February 17, 2018

The Way of Your Heart

February 17, 2018


Psalm 32

Matthew 9:2-13

This weekend’s reading: Luke 23:34

Henri Nouwen in The Way of the Heart reminds us that prayer is not merely talking to or at God; it is learning to listen, to “dwell with God.” Our deepest prayers come from our hearts. From a biblical perspective, the heart refers to the source of all our “physical, emotional, intellectual, volitional, and moral energies. . . . The heart is the central and unifying organ of our personal life. . . . The prayer of the heart directs itself to God from the center of the person and thus affects the whole of our humanness.” Such prayer transforms us, Nouwen says. It “opens the eyes of our soul to the truth of ourselves as well as the truth of God. We come to see ourselves as sinners embraced by the mercy of God.” [H. Nouwen, The Way of the Heart, New York: Seabury Press, 1981) 75-79]

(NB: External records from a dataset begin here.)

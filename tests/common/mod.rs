//! Common test utilities for qatrace integration tests.
//!
//! Provides `TestEnv` for isolated runs that never read the user's
//! `~/.config/qatrace/config.kdl`.

#![allow(dead_code)]

use assert_cmd::Command;
use std::path::{Path, PathBuf};
pub use tempfile::TempDir;

/// Catalog used by most tests: three features, one with a single item.
pub const CATALOG: &str = r#"{
    "Login": [
        {"id": "L1", "text": "Valid login succeeds"},
        {"id": "L2", "text": "Invalid password is rejected"}
    ],
    "Cart": [
        {"id": "C1", "text": "Add item to cart"},
        {"id": "C2", "text": "Remove item from cart"}
    ],
    "Search": [
        {"id": "S1", "text": "Search by product name"}
    ]
}"#;

/// A test environment with an isolated working and config directory.
///
/// - `work_dir`: current directory of every command; holds
///   `data/checklists.json` (the default catalog path) when seeded
/// - `home_dir`: stands in for `$HOME` / `$XDG_CONFIG_HOME`
pub struct TestEnv {
    pub work_dir: TempDir,
    pub home_dir: TempDir,
}

impl TestEnv {
    /// Create an environment without a catalog.
    pub fn new() -> Self {
        Self {
            work_dir: TempDir::new().unwrap(),
            home_dir: TempDir::new().unwrap(),
        }
    }

    /// Create an environment whose default catalog is [`CATALOG`].
    pub fn with_catalog() -> Self {
        let env = Self::new();
        env.write_file("data/checklists.json", CATALOG);
        env
    }

    /// Get a Command for the qat binary, isolated from the caller's config
    /// and `QAT_*` environment.
    pub fn qat(&self) -> Command {
        let mut cmd = Command::new(env!("CARGO_BIN_EXE_qat"));
        cmd.current_dir(self.work_dir.path());
        cmd.env("HOME", self.home_dir.path());
        cmd.env("XDG_CONFIG_HOME", self.home_dir.path().join(".config"));
        for var in [
            "QAT_CONFIG",
            "QAT_HOST",
            "QAT_PORT",
            "QAT_CATALOG",
            "QAT_SERVER_URL",
            "QAT_LOG_LEVEL",
            "QAT_LOG_FORMAT",
            "QAT_LOG_FILE",
            "RUST_LOG",
        ] {
            cmd.env_remove(var);
        }
        cmd
    }

    /// Write a file relative to the working directory, creating parents.
    pub fn write_file(&self, relative: &str, content: &str) -> PathBuf {
        let path = self.work_dir.path().join(relative);
        if let Some(parent) = path.parent() {
            std::fs::create_dir_all(parent).unwrap();
        }
        std::fs::write(&path, content).unwrap();
        path
    }

    /// Get the path to the working directory.
    pub fn path(&self) -> &Path {
        self.work_dir.path()
    }
}

impl Default for TestEnv {
    fn default() -> Self {
        Self::new()
    }
}

/// Parse a command's stdout as JSON.
pub fn stdout_json(output: &std::process::Output) -> serde_json::Value {
    serde_json::from_slice(&output.stdout).unwrap()
}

Jesus says to the paralyzed man, lying on a mat, “Take heart! Your sins are forgiven” (Matt 9:2). This is not what the onlookers expected to hear. What does the forgiveness of sins have to do with healing? Today we know sickness does not come as punishment for a sin we have committed, but healing the whole person does involve more than curing physical ailments. The Latin root of salvation is salutem or health; to be saved is to be “heart healthy” in the biblical sense. Jesus restores the man physically, but his healing process starts with attending to the man’s heart. Jesus wants him to fully accept the forgiveness of God and thus become whole again. With the joy of God’s forgiveness in his heart, he can live in the fullness of life. In the Beatitudes, Jesus puts it this way, “Blessed are the pure in heart, for they shall see God.”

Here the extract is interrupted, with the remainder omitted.